#### Extracted material
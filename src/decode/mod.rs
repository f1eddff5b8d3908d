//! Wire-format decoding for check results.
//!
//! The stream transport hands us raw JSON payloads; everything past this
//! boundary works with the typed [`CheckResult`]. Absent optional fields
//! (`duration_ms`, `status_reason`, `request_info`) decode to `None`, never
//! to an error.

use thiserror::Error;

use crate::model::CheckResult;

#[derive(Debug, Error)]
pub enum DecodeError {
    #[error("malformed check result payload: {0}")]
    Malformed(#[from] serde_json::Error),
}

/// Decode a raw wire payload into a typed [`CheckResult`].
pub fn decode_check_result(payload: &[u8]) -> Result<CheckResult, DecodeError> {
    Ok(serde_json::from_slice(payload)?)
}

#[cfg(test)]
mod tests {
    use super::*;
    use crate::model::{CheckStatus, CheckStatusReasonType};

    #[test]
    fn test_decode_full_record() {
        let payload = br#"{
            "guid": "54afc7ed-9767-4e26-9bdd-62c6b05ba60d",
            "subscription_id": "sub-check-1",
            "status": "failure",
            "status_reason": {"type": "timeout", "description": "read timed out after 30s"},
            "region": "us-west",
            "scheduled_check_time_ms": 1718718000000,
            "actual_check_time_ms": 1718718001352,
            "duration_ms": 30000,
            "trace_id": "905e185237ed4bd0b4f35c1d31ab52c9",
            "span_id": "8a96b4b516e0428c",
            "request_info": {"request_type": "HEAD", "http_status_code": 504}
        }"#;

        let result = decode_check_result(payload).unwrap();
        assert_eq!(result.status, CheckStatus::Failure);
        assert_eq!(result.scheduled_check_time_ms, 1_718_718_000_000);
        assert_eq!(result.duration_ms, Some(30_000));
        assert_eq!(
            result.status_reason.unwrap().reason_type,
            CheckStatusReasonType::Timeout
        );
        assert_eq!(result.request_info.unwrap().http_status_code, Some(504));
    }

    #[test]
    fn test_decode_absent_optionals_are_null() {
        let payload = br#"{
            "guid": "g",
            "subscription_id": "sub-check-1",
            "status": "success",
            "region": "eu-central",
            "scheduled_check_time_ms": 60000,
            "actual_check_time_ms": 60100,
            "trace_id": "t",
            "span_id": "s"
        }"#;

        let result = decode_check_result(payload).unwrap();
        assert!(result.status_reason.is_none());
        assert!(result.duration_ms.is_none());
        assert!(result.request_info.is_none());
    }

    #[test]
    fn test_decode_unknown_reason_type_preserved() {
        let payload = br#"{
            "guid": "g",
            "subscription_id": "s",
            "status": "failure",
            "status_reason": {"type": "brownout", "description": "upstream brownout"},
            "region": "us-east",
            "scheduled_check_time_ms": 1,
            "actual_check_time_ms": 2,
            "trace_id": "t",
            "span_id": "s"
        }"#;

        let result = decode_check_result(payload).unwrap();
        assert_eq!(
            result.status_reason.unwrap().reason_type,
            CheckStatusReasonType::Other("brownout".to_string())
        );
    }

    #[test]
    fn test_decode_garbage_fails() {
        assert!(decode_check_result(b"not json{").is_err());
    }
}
########
▸ **Action item**
Please return the data above exactly as given.

▸ **Solution to the exercise**
filename src/decode/mod.rs
repository f1eddff5b8d3908d
//! Wire-format decoding for check results.
//!
//! The stream transport hands us raw JSON payloads; everything past this
//! boundary works with the typed [`CheckResult`]. Absent optional fields
//! (`duration_ms`, `status_reason`, `request_info`) decode to `None`, never
//! to an error.

use thiserror::Error;

use crate::model::CheckResult;

#[derive(Debug, Error)]
pub enum DecodeError {
    #[error("malformed check result payload: {0}")]
    Malformed(#[from] serde_json::Error),
}

/// Decode a raw wire payload into a typed [`CheckResult`].
pub fn decode_check_result(payload: &[u8]) -> Result<CheckResult, DecodeError> {
    Ok(serde_json::from_slice(payload)?)
}

#[cfg(test)]
mod tests {
    use super::*;
    use crate::model::{CheckStatus, CheckStatusReasonType};

    #[test]
    fn test_decode_full_record() {
        let payload = br#"{
            "guid": "54afc7ed-9767-4e26-9bdd-62c6b05ba60d",
            "subscription_id": "sub-check-1",
            "status": "failure",
            "status_reason": {"type": "timeout", "description": "read timed out after 30s"},
            "region": "us-west",
            "scheduled_check_time_ms": 1718718000000,
            "actual_check_time_ms": 1718718001352,
            "duration_ms": 30000,
            "trace_id": "905e185237ed4bd0b4f35c1d31ab52c9",
            "span_id": "8a96b4b516e0428c",
            "request_info": {"request_type": "HEAD", "http_status_code": 504}
        }"#;

        let result = decode_check_result(payload).unwrap();
        assert_eq!(result.status, CheckStatus::Failure);
        assert_eq!(result.scheduled_check_time_ms, 1_718_718_000_000);
        assert_eq!(result.duration_ms, Some(30_000));
        assert_eq!(
            result.status_reason.unwrap().reason_type,
            CheckStatusReasonType::Timeout
        );
        assert_eq!(result.request_info.unwrap().http_status_code, Some(504));
    }

    #[test]
    fn test_decode_absent_optionals_are_null() {
        let payload = br#"{
            "guid": "g",
            "subscription_id": "sub-check-1",
            "status": "success",
            "region": "eu-central",
            "scheduled_check_time_ms": 60000,
            "actual_check_time_ms": 60100,
            "trace_id": "t",
            "span_id": "s"
        }"#;

        let result = decode_check_result(payload).unwrap();
        assert!(result.status_reason.is_none());
        assert!(result.duration_ms.is_none());
        assert!(result.request_info.is_none());
    }

    #[test]
    fn test_decode_unknown_reason_type_preserved() {
        let payload = br#"{
            "guid": "g",
            "subscription_id": "s",
            "status": "failure",
            "status_reason": {"type": "brownout", "description": "upstream brownout"},
            "region": "us-east",
            "scheduled_check_time_ms": 1,
            "actual_check_time_ms": 2,
            "trace_id": "t",
            "span_id": "s"
        }"#;

        let result = decode_check_result(payload).unwrap();
        assert_eq!(
            result.status_reason.unwrap().reason_type,
            CheckStatusReasonType::Other("brownout".to_string())
        );
    }

    #[test]
    fn test_decode_garbage_fails() {
        assert!(decode_check_result(b"not json{").is_err());
    }
}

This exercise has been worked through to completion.